Where does he come up with the 125? Can't see to hunt down an answer on this. Is it to simplistic to assume its simply based on hydration status? For example a dehydrated pt recieves a higher rate of admiinistration whereas a edematous pt would receive a lower rate? But I thought that was the reason for the hypotensive vs hypertensive fluids. What gives?

For some reason I would think that # must be calculated somehow but I just seem to find a calculation anywehere.

edit: Should note I'm thinking in terms of maintenance i.e. not a pt in the ED who is hypotensive or some such instance.

Specializes in Med-Surg/Tele, ER.

I was wondering this the other day myself.

Aside from hydration status, and BP, there is also the concern for ensuring a CHFer doesn't go into overload...

I'd love to know where they come up with these numbers though.

Specializes in ICU/CCU/MICU/SICU/CTICU.

Some docs look at lab values to determine the rate.
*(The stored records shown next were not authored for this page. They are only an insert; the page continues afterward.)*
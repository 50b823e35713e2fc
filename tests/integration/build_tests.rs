use bedrock::cache::{CacheController, CachePolicy, MemoryCacheStorage};
use bedrock::core::interfaces::BuildService;
use bedrock::core::models::{AssetClass, BuildMode};
use bedrock::core::services::{BedrockBuildService, HTML_FILE, MANIFEST_FILE};
use bedrock::infrastructure::{LightningCssProcessor, PassthroughJsProcessor, TokioFileSystemService};
use bedrock::utils::{CliOverrides, ConfigLoader};
use std::collections::BTreeMap;
use std::fs;
use std::path::Path;
use std::sync::Arc;

fn write(root: &Path, rel: &str, content: &str) {
    let path = root.join(rel);
    fs::create_dir_all(path.parent().unwrap()).unwrap();
    fs::write(path, content).unwrap();
}

fn react_app(root: &Path) {
    write(
        root,
        "node_modules/react/package.json",
        r#"{"name":"react","version":"18.2.0","dependencies":{"loose-envify":"^1.1.0"}}"#,
    );
    write(root, "node_modules/react/index.js", "module.exports = {};");
    write(
        root,
        "node_modules/react-dom/package.json",
        r#"{"name":"react-dom","version":"18.2.0","dependencies":{"loose-envify":"^1.1.0","scheduler":"^0.23.0"}}"#,
    );
    write(root, "node_modules/react-dom/index.js", "module.exports = {};");
    write(
        root,
        "node_modules/loose-envify/package.json",
        r#"{"name":"loose-envify","version":"1.4.0"}"#,
    );
    write(root, "node_modules/loose-envify/index.js", "module.exports = 1;");
    write(
        root,
        "node_modules/scheduler/package.json",
        r#"{"name":"scheduler","version":"0.23.0"}"#,
    );
    write(root, "node_modules/scheduler/index.js", "module.exports = 2;");

    write(root, "src/main.jsx", "console.log('hello');");
    write(root, "src/styles/app.css", ".app { color: rebeccapurple; }");
    write(root, "src/math.wasm", "\0asm");
    write(
        root,
        "index.html",
        "<!DOCTYPE html><html><head><title>App</title></head><body></body></html>",
    );
}

fn service(cache: Option<Arc<CacheController>>) -> BedrockBuildService {
    let service = BedrockBuildService::new(
        Arc::new(TokioFileSystemService),
        Arc::new(PassthroughJsProcessor::new()),
        Arc::new(LightningCssProcessor::new(true)),
    );
    match cache {
        Some(cache) => service.with_cache(cache),
        None => service,
    }
}

fn overrides(mode: &str) -> CliOverrides {
    CliOverrides {
        mode: Some(mode.to_string()),
        ..Default::default()
    }
}

#[tokio::test]
async fn test_production_build_layout() {
    let temp = tempfile::tempdir().unwrap();
    react_app(temp.path());
    let config = ConfigLoader::load(temp.path().to_path_buf(), overrides("production")).unwrap();

    let result = service(None).build(&config).await.unwrap();

    assert_eq!(result.closure.len(), 4);
    let framework = result.asset("framework.js").unwrap();
    assert_eq!(framework.module_count, 4);

    // Every script, style and wasm name is a bare content hash
    for asset in &result.assets {
        let stem = asset.file_name.split('.').next().unwrap();
        assert_eq!(stem.len(), 16, "{}", asset.file_name);
        assert!(stem.chars().all(|c| c.is_ascii_hexdigit()));
    }
    let wasm = result.asset("src/math.wasm").unwrap();
    assert!(wasm.file_name.ends_with(".wasm"));
    assert!(String::from_utf8_lossy(&result.asset("main.js").unwrap().content)
        .contains(&wasm.file_name));

    let manifest: BTreeMap<String, String> =
        serde_json::from_str(&fs::read_to_string(config.outdir.join(MANIFEST_FILE)).unwrap())
            .unwrap();
    assert_eq!(manifest.get("framework.js"), Some(&framework.file_name));

    let html = fs::read_to_string(config.outdir.join(HTML_FILE)).unwrap();
    let runtime = html.find(&result.asset("runtime.js").unwrap().file_name).unwrap();
    let framework_tag = html.find(&framework.file_name).unwrap();
    let main = html.find(&result.asset("main.js").unwrap().file_name).unwrap();
    assert!(runtime < framework_tag && framework_tag < main);
    assert!(html.contains("<title>App</title>"));
}

#[tokio::test]
async fn test_identical_inputs_give_identical_names() {
    let first_dir = tempfile::tempdir().unwrap();
    let second_dir = tempfile::tempdir().unwrap();
    react_app(first_dir.path());
    react_app(second_dir.path());

    let first_config =
        ConfigLoader::load(first_dir.path().to_path_buf(), overrides("production")).unwrap();
    let second_config =
        ConfigLoader::load(second_dir.path().to_path_buf(), overrides("production")).unwrap();

    let first = service(None).build(&first_config).await.unwrap();
    let second = service(None).build(&second_config).await.unwrap();

    assert_eq!(first.manifest, second.manifest);
}

#[tokio::test]
async fn test_framework_name_survives_app_change() {
    let temp = tempfile::tempdir().unwrap();
    react_app(temp.path());
    let config = ConfigLoader::load(temp.path().to_path_buf(), overrides("production")).unwrap();
    let mut service = service(None);

    let before = service.build(&config).await.unwrap();
    write(temp.path(), "src/main.jsx", "console.log('goodbye');");
    let after = service.build(&config).await.unwrap();

    assert_eq!(before.manifest.get("framework.js"), after.manifest.get("framework.js"));
    assert_eq!(before.manifest.get("runtime.js"), after.manifest.get("runtime.js"));
    assert_ne!(before.manifest.get("main.js"), after.manifest.get("main.js"));
    // Stale hashed files are cleaned out
    assert!(!config
        .outdir
        .join(before.manifest.get("main.js").unwrap())
        .exists());
}

#[tokio::test]
async fn test_development_build_and_hot_update() {
    let temp = tempfile::tempdir().unwrap();
    react_app(temp.path());
    let config = ConfigLoader::load(temp.path().to_path_buf(), overrides("development")).unwrap();
    let mut service = service(None);

    let first = service.build(&config).await.unwrap();
    assert!(first.closure.is_empty());
    assert!(first.asset("framework.js").is_none());
    assert_eq!(first.manifest.get("main.js"), Some("main.js"));
    assert_eq!(first.manifest.get("main.css"), Some("main.css"));

    write(temp.path(), "src/main.jsx", "console.log('hot');");
    let second = service.rebuild(&config).await.unwrap();

    let names: Vec<&str> = second.hot_updates.iter().map(|a| a.file_name.as_str()).collect();
    assert_eq!(
        names,
        vec![
            format!("main.{}.hot-update.js", first.build_id),
            format!("{}.runtime.hot-update.json", first.build_id),
        ]
    );
    assert!(second
        .hot_updates
        .iter()
        .any(|a| a.class == AssetClass::HotUpdateManifest));
    for update in &second.hot_updates {
        assert!(config.outdir.join(&update.file_name).is_file());
    }
}

#[tokio::test]
async fn test_persisted_entries_serve_a_fresh_controller() {
    let temp = tempfile::tempdir().unwrap();
    react_app(temp.path());
    let config = ConfigLoader::load(temp.path().to_path_buf(), overrides("development")).unwrap();
    let policy = CachePolicy::for_mode(BuildMode::Development, &config.cache_dir);
    let storage = Arc::new(MemoryCacheStorage::new());

    let first = {
        let cache = Arc::new(CacheController::new(storage.clone(), policy.clone()));
        service(Some(cache)).build(&config).await.unwrap()
    };
    assert_eq!(first.cache_hits, 0);

    // Empty memory layer, same backing store
    let cache = Arc::new(CacheController::new(storage, policy));
    let second = service(Some(cache.clone())).build(&config).await.unwrap();

    // Everything but the raw wasm asset went through a cached stage
    assert_eq!(second.cache_hits, second.assets.len() - 1);
    assert_eq!(first.manifest, second.manifest);
    assert!(cache.stats().persisted_entries > 0);
}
For example......if a pt had a BNP or >1100..... they may order a rate of 20-30cc/hr....if any...... they may also look at the patient's BUN and creatnine.......their electrolytes etc. Our dieticians sometimes "recommend" a certain amt of fluid bolus based on the caloric intake etc.

island40

328 Posts

Specializes in ICU, School Nurse, Med/Surg, Psych.
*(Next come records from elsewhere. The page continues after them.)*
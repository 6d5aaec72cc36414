//! Database models for transactions.

use chrono::NaiveDateTime;
use diesel::prelude::*;

use fintrack_core::transactions::Transaction;

use crate::categories::parse_type;

#[derive(Queryable, Identifiable, Selectable, Insertable, PartialEq, Debug, Clone)]
#[diesel(table_name = crate::schema::transactions)]
#[diesel(check_for_backend(diesel::sqlite::Sqlite))]
pub struct TransactionDB {
    pub id: String,
    pub user_id: String,
    pub category_id: String,
    pub amount: f64,
    pub transaction_type: String,
    pub description: String,
    pub date: NaiveDateTime,
    pub created_at: NaiveDateTime,
    pub updated_at: NaiveDateTime,
}

impl From<TransactionDB> for Transaction {
    fn from(db: TransactionDB) -> Self {
        Transaction {
            transaction_type: parse_type(&db.transaction_type),
            id: db.id,
            user_id: db.user_id,
            category_id: db.category_id,
            amount: db.amount,
            description: db.description,
            date: db.date,
            created_at: db.created_at,
            updated_at: db.updated_at,
        }
    }
}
The average person needs a minimum of 2500mL of fluid every day: daily losses from urination, respiration, digestion... For optimum hydration 3000mL is best. Divide that out and 125mL an hour every 24 hours gives the person optimum hydration.

tiij

26 Posts

Specializes in Paediatrics - Neuroscience/Cardiac.
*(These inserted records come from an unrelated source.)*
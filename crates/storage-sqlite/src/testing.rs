//! Helpers for repository tests backed by a temporary SQLite file.

use std::sync::Arc;

use tempfile::{tempdir, TempDir};

use fintrack_core::users::{NewUser, User, UserRepositoryTrait};

use crate::db::{create_pool, init, run_migrations, spawn_writer, DbPool, WriteHandle};
use crate::users::UserRepository;

pub struct TestDb {
    pub pool: Arc<DbPool>,
    pub writer: WriteHandle,
    // Keeps the database directory alive for the duration of the test.
    _dir: TempDir,
}

pub fn test_db() -> TestDb {
    let dir = tempdir().expect("Failed to create temp directory");
    let db_path = dir.path().join("test.db").to_string_lossy().to_string();
    init(&db_path).expect("Failed to initialise database");
    let pool = create_pool(&db_path).expect("Failed to create pool");
    run_migrations(&pool).expect("Failed to run migrations");
    let writer = spawn_writer((*pool).clone());
    TestDb {
        pool,
        writer,
        _dir: dir,
    }
}

impl TestDb {
    pub async fn user(&self, email: &str) -> User {
        UserRepository::new(self.pool.clone(), self.writer.clone())
            .insert(NewUser {
                name: "Test User".to_string(),
                email: email.to_string(),
                password_hash: "not-a-real-hash".to_string(),
            })
            .await
            .expect("Failed to insert user")
    }
}
use async_trait::async_trait;

use crate::budgets::budgets_model::{Budget, BudgetInput, BudgetWithUsage, NewBudget};
use crate::errors::Result;

/// Trait for budget repository operations
#[async_trait]
pub trait BudgetRepositoryTrait: Send + Sync {
    /// Budgets of the user, newest first.
    fn list_for_user(&self, user_id: &str) -> Result<Vec<Budget>>;
    async fn insert(&self, new_budget: NewBudget) -> Result<Budget>;
    async fn delete_for_user(&self, user_id: &str, id: &str) -> Result<usize>;
}

/// Trait for budget service operations
#[async_trait]
pub trait BudgetServiceTrait: Send + Sync {
    fn list_budgets(&self, user_id: &str) -> Result<Vec<BudgetWithUsage>>;
    async fn create_budget(&self, user_id: &str, input: BudgetInput) -> Result<BudgetWithUsage>;
    async fn delete_budget(&self, user_id: &str, id: &str) -> Result<()>;
}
In paediatrics. you would go by this rule

the "4,2,1" rule

4ml/hr * the first 10kg

2ml/hr * the second 10kg

and 1ml/hr for every subsequent kg.

So a 40 kg child most likely will get 80ml/hr full maintenance.

But i think island40 hit the nail on the head for your scenario. I just thought id put it out there..

Altra, BSN, RN

6,255 Posts

Specializes in Emergency & Trauma/Adult ICU.
Is it to simplistic to assume its simply based on hydration status? For example a dehydrated pt recieves a higher rate of admiinistration whereas a edematous pt would receive a lower rate? But I thought that was the reason for the hypotensive vs hypertensive fluids.

Do you mean hypo-/iso-/hypertonic fluids?

See island40's post.

Babs0512

846 Posts

Specializes in Med surg, Critical Care, LTC.

I found a link that gives suggestions for euvolaemic adults and proper IV hydration:

http://vitualis.wordpress.com/2006/05/01/maintenance-iv-fluids-in-euvolaemic-adults/

Hope this helps

Blessings

zacarias, ASN, RN

1,338 Posts

Specializes in tele, stepdown/PCU, med/surg.
I found a link that gives suggestions for euvolaemic adults and proper IV hydration:

http://vitualis.wordpress.com/2006/05/01/maintenance-iv-fluids-in-euvolaemic-adults/

Hope this helps

I like that website posted above, but it's recommendations (going from NS to D5W and back again..and the other using 0.18 NS) I never see used. I am one of those nurses who arrives on shift analyzing the medical orders and looking at the medical plan of care. Wondering whether the patient's pillow is in the right spot is last on my mind (although I do get to that).

I'm a nurse in so many ways but trapped in a wanna be medical practitioner's body. Oh well...

Babs0512

846 Posts

Specializes in Med surg, Critical Care, LTC.

I have actually seen Doc's order IVF similarly to the link I gave you. Intraoperatively, anesthesia sometimes uses LR, than a bag of D5LR, then Hespan, then back to LR. I assume due to NPO status for extended periods. Generally speaking, however, I don't usually see IVF ordered this way. I found the link interesting, so I posted it.

Blessings

andrewmccute

10 Posts

Hydration status, estimated weight and the assumption of the disease of the patient, i think, are the factors that the doctor see when giving an order of IVF

justt139

10 Posts

Can someone answer this question:

How many 1L bags will be administered.

Ordered: 1/2 NS @ 80 mL/h over 12 hours.

Babs0512

846 Posts

Specializes in Med surg, Critical Care, LTC.

960 ml will have infused over the 12 hours - 40 ml less than 1 liter.